__Exercise data__:
^^^^^^^^^^^^^^^^

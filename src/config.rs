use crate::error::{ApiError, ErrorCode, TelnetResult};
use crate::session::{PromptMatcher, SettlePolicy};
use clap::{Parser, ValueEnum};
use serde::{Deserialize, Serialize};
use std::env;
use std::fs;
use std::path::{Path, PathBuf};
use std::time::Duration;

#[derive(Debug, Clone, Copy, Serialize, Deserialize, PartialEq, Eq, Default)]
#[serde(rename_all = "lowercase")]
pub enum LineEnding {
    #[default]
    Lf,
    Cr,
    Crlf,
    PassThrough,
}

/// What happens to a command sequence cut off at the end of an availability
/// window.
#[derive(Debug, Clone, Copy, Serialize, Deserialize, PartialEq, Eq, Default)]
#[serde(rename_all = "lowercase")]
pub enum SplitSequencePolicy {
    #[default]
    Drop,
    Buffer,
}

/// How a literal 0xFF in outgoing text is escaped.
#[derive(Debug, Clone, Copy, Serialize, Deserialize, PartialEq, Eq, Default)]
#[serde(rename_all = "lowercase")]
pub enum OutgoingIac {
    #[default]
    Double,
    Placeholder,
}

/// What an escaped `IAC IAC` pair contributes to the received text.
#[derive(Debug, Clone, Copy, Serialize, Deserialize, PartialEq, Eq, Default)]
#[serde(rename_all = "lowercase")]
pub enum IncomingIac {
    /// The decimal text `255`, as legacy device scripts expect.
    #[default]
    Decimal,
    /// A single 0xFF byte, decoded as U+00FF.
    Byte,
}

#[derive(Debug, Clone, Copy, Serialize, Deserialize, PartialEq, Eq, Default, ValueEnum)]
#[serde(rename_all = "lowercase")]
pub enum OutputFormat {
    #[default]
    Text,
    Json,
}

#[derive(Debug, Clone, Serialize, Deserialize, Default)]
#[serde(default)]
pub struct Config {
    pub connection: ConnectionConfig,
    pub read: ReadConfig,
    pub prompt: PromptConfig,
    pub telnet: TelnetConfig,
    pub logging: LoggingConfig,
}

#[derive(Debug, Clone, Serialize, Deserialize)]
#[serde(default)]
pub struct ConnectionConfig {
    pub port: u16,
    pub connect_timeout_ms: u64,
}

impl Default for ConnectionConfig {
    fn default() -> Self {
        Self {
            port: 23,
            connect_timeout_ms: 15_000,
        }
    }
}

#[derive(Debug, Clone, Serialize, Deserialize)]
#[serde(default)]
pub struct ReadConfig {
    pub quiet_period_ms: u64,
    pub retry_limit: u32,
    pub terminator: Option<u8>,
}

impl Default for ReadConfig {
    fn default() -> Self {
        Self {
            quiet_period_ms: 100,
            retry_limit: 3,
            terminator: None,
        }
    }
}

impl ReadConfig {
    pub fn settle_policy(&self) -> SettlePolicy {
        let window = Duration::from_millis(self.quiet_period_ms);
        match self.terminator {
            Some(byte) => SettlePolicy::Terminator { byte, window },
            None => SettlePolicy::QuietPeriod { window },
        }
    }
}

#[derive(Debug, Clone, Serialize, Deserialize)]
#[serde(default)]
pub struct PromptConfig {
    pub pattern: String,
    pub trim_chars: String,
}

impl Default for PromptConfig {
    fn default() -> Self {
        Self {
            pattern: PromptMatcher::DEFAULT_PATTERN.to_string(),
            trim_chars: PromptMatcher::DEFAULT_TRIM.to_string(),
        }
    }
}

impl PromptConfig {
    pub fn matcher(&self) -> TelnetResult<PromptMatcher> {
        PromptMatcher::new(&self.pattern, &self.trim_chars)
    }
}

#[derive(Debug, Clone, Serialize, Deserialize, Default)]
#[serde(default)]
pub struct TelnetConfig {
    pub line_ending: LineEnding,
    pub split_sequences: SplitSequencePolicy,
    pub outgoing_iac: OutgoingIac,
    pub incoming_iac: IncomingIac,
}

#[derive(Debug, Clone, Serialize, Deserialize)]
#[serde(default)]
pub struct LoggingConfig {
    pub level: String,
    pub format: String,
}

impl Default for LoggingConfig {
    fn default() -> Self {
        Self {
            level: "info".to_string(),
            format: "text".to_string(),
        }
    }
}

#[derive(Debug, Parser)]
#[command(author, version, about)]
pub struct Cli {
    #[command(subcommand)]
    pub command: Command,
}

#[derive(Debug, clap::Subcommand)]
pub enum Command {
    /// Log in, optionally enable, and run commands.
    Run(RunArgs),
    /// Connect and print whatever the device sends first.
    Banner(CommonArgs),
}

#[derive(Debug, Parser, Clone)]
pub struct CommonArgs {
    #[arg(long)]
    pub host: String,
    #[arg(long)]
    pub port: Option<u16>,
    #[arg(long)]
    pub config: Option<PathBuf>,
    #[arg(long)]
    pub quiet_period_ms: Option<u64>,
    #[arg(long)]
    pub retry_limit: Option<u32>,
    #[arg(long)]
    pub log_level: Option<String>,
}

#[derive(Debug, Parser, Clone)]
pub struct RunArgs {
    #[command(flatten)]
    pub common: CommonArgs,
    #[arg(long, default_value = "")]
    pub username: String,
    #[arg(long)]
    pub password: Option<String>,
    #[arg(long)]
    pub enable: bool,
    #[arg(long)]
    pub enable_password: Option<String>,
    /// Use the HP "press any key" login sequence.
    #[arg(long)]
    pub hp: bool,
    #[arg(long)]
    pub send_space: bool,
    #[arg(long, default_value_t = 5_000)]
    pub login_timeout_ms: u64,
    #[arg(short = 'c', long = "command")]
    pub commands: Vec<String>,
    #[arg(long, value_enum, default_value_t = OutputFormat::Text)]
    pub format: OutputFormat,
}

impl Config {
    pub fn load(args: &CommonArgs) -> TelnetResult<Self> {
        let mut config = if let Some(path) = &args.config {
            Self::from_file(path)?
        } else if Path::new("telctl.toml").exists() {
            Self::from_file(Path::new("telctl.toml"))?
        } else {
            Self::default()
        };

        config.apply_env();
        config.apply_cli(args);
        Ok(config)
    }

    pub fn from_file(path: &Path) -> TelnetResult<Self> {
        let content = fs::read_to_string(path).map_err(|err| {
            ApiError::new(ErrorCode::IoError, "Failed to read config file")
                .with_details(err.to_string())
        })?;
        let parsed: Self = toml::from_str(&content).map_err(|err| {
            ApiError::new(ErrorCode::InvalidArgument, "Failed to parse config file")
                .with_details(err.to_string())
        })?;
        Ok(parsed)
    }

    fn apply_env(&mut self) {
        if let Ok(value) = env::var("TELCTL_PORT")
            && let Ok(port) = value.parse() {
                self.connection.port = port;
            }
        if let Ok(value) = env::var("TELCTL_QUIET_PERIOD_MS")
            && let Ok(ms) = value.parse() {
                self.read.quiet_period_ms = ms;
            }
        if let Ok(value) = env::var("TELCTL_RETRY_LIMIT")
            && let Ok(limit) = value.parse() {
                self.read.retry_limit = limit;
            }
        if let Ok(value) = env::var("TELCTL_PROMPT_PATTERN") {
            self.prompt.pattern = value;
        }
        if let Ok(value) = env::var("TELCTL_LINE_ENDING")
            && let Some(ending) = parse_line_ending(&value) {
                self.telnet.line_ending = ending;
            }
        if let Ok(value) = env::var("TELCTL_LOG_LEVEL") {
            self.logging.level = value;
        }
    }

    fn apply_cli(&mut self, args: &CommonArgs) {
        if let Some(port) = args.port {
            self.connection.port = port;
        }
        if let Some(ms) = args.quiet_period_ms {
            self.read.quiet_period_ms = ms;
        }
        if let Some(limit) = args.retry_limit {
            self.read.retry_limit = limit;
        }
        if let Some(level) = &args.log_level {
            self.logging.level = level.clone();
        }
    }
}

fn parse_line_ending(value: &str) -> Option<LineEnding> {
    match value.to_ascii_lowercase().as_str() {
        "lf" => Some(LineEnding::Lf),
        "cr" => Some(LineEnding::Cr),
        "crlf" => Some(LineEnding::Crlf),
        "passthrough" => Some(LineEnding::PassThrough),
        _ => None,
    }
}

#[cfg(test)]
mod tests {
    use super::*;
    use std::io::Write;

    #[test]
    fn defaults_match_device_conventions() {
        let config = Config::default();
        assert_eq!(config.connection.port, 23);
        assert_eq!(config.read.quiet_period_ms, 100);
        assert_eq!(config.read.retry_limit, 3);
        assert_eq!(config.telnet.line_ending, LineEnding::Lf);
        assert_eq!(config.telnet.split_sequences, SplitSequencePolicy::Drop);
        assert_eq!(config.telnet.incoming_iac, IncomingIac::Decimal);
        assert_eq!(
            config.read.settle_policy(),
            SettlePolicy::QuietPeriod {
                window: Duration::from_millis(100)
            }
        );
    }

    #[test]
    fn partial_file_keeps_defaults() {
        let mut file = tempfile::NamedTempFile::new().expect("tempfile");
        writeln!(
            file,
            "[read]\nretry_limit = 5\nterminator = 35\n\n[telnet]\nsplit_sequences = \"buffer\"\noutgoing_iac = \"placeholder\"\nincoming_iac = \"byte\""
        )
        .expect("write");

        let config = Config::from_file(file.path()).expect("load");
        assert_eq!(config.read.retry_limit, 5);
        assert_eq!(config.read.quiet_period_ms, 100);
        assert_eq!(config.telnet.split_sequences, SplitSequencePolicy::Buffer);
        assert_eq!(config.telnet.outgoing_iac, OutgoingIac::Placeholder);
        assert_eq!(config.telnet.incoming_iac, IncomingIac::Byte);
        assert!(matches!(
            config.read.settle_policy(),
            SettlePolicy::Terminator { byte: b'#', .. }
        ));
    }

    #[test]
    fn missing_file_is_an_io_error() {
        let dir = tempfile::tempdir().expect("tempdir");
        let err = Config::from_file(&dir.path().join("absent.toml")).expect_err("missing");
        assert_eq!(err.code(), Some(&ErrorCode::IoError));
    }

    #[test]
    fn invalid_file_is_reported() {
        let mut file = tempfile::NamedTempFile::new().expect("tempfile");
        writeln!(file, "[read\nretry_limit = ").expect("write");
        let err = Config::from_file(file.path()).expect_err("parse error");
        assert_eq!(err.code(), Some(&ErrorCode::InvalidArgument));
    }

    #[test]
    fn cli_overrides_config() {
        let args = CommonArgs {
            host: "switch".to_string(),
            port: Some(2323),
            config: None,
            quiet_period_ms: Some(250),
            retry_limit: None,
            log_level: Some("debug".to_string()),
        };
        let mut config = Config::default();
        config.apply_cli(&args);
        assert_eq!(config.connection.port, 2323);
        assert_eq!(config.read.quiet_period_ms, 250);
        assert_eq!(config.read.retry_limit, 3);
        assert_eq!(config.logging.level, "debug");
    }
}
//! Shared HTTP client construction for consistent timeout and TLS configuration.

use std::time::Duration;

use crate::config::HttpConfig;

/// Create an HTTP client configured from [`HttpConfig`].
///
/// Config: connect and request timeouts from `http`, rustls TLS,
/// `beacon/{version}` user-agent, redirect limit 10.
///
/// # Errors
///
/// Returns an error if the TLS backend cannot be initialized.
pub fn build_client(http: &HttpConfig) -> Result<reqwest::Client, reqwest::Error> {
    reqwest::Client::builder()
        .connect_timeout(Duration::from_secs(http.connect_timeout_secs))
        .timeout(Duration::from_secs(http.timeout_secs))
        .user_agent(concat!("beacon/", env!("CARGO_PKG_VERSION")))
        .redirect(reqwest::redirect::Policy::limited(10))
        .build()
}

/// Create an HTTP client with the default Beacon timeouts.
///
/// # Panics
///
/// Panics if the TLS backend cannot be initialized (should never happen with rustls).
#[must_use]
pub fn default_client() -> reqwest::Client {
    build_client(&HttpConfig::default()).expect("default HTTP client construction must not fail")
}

^^^^^^^^^^^^^^^^

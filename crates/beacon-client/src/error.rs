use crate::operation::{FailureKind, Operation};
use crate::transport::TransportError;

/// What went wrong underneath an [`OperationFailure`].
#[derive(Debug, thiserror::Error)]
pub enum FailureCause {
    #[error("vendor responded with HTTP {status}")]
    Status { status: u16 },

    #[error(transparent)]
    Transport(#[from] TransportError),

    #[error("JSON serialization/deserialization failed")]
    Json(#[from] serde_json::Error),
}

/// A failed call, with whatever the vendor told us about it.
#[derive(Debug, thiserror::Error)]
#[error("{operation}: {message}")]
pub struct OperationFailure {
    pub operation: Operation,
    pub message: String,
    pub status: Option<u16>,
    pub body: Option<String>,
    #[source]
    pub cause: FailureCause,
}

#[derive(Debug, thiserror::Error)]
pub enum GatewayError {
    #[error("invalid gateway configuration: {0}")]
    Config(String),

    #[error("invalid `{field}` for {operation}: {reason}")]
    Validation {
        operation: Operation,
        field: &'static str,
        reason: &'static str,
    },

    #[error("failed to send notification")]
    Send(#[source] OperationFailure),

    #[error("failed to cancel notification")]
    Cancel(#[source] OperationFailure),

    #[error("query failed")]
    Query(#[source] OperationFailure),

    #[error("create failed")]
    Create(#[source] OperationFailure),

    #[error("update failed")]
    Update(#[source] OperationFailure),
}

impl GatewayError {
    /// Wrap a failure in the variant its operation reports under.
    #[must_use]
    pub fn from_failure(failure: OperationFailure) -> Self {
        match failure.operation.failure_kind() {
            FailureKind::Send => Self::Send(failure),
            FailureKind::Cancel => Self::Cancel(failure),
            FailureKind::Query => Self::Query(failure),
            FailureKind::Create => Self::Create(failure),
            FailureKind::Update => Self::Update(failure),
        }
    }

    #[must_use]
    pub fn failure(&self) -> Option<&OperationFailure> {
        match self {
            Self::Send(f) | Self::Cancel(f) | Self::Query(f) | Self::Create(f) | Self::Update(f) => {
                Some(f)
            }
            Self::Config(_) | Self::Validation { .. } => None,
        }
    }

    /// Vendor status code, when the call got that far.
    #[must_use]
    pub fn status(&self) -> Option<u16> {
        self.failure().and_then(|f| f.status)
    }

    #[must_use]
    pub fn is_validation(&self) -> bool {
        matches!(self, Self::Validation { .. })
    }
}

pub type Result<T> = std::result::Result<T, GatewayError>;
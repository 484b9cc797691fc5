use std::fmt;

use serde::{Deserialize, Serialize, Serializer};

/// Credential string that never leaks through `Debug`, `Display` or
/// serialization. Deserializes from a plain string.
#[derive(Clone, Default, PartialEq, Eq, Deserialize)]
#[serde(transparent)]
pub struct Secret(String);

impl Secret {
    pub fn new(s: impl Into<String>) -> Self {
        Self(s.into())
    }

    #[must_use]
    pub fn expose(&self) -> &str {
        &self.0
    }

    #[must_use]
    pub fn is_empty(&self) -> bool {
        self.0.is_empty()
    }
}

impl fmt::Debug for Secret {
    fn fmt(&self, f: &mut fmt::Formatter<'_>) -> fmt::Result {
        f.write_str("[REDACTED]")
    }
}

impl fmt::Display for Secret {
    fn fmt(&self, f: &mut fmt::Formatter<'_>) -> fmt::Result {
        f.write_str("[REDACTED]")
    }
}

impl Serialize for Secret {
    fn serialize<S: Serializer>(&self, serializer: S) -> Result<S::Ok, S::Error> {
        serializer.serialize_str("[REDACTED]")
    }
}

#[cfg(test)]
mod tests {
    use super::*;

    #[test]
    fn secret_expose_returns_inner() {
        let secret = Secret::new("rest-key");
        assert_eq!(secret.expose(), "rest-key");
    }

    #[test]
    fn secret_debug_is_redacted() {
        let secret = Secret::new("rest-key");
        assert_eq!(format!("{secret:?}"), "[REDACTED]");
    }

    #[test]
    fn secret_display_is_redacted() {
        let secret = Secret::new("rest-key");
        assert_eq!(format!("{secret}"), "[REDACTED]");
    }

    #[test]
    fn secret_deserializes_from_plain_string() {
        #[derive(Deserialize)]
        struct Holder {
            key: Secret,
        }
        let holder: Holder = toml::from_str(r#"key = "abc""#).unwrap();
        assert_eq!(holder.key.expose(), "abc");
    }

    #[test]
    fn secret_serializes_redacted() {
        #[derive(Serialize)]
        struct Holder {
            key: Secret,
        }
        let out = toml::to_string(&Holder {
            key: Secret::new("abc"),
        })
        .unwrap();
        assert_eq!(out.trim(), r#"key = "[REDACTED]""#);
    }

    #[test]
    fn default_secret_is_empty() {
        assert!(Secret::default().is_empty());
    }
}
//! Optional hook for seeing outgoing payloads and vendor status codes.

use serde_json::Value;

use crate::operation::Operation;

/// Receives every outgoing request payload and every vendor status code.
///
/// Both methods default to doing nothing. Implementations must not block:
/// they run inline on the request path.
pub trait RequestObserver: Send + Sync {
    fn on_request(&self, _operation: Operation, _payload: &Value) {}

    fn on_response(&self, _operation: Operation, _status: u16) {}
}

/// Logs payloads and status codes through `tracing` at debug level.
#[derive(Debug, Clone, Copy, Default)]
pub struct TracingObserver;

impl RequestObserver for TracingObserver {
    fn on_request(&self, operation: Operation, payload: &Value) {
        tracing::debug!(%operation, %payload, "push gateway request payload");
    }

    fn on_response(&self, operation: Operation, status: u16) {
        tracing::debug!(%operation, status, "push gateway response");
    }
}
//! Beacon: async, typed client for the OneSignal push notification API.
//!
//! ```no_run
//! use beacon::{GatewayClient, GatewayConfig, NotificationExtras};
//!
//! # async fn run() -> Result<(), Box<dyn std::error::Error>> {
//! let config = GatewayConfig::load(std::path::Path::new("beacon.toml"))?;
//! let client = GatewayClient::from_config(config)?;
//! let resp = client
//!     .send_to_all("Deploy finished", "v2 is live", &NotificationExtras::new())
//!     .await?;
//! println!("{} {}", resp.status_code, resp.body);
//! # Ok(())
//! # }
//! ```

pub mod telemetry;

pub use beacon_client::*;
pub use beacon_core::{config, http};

^^^^^^^^^^^^^^^^

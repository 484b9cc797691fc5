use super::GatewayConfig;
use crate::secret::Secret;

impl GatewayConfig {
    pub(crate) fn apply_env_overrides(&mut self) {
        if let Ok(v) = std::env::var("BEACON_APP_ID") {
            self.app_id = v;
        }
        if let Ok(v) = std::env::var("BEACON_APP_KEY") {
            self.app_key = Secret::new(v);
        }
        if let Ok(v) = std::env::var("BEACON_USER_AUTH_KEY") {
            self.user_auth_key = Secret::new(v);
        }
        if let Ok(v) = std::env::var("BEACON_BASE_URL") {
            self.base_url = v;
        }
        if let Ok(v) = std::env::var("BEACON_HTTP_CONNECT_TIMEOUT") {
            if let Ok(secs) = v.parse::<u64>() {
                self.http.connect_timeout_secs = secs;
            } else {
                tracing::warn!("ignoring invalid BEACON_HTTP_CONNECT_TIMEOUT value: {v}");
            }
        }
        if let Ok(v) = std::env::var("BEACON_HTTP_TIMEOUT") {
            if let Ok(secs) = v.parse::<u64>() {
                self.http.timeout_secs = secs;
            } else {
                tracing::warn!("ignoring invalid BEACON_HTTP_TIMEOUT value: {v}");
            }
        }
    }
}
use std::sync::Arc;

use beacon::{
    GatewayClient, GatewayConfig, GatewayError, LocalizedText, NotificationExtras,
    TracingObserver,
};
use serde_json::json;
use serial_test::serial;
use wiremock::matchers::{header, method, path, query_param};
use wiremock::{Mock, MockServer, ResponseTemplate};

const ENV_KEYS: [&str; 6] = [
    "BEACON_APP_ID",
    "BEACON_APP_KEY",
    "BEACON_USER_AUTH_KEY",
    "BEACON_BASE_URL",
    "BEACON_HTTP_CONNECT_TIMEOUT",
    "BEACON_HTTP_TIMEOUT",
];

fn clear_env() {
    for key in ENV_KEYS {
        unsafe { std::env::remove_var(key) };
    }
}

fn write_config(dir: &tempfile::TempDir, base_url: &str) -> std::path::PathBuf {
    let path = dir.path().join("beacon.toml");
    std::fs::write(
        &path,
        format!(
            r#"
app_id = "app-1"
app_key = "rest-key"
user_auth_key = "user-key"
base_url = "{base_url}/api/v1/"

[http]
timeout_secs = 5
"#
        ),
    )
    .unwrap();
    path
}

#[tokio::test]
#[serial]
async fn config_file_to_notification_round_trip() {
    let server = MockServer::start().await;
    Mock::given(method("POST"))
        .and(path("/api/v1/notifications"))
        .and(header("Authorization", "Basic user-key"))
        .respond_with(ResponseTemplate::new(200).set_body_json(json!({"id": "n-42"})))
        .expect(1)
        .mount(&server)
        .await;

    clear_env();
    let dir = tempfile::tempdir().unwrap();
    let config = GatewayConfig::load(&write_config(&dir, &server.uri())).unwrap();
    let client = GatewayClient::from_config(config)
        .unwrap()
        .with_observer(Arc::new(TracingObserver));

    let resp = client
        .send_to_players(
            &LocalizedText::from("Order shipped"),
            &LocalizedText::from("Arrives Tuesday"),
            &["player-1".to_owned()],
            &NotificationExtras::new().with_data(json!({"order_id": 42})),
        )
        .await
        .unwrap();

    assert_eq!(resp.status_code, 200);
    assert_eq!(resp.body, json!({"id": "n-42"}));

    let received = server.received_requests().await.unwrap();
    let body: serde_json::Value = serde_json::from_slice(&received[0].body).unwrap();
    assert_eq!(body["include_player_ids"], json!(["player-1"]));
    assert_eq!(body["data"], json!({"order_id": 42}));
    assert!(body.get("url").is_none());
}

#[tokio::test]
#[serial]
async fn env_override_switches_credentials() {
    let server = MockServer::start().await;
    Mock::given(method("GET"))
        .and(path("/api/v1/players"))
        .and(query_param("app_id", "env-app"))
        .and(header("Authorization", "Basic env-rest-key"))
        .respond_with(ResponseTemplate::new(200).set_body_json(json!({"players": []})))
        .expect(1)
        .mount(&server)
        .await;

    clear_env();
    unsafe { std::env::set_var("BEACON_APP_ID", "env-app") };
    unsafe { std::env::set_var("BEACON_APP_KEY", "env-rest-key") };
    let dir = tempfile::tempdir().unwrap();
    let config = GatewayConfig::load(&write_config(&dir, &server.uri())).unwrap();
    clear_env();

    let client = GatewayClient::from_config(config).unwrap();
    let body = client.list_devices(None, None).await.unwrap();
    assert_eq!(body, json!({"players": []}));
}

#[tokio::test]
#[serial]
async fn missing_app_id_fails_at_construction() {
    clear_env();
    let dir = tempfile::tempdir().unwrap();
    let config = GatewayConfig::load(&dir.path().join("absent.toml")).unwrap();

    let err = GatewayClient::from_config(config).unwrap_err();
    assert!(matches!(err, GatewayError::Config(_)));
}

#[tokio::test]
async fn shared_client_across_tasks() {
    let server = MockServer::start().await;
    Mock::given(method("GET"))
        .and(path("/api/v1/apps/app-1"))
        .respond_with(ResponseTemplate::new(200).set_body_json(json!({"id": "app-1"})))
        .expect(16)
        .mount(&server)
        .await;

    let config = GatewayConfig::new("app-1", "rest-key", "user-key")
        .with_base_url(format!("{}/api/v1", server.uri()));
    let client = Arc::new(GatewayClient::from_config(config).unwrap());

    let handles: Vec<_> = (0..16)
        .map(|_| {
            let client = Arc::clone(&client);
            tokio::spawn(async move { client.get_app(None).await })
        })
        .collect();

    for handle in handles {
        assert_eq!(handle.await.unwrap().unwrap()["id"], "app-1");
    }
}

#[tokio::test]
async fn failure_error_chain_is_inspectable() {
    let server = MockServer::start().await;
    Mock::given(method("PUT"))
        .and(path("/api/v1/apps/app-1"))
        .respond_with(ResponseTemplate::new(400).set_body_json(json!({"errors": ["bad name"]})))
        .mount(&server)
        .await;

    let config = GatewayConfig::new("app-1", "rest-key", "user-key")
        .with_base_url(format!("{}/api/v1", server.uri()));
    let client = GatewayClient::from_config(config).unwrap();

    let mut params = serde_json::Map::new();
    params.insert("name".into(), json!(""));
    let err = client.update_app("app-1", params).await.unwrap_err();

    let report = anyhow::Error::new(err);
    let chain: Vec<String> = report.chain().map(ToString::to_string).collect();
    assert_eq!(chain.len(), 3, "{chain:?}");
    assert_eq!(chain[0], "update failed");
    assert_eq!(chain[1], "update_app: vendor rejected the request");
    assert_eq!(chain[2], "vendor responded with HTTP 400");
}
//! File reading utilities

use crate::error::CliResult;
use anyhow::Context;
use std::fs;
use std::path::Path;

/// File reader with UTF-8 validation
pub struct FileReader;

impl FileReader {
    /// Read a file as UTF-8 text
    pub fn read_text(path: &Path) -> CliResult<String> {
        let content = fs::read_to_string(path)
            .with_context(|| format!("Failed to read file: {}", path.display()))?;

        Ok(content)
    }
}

^^^^^^^^^^^^^^^^

__What to produce__: All lines in the entries above that include "TransportError" should be found and copied.

__Exercise result__:
use crate::transport::TransportError;
    Transport(#[from] TransportError),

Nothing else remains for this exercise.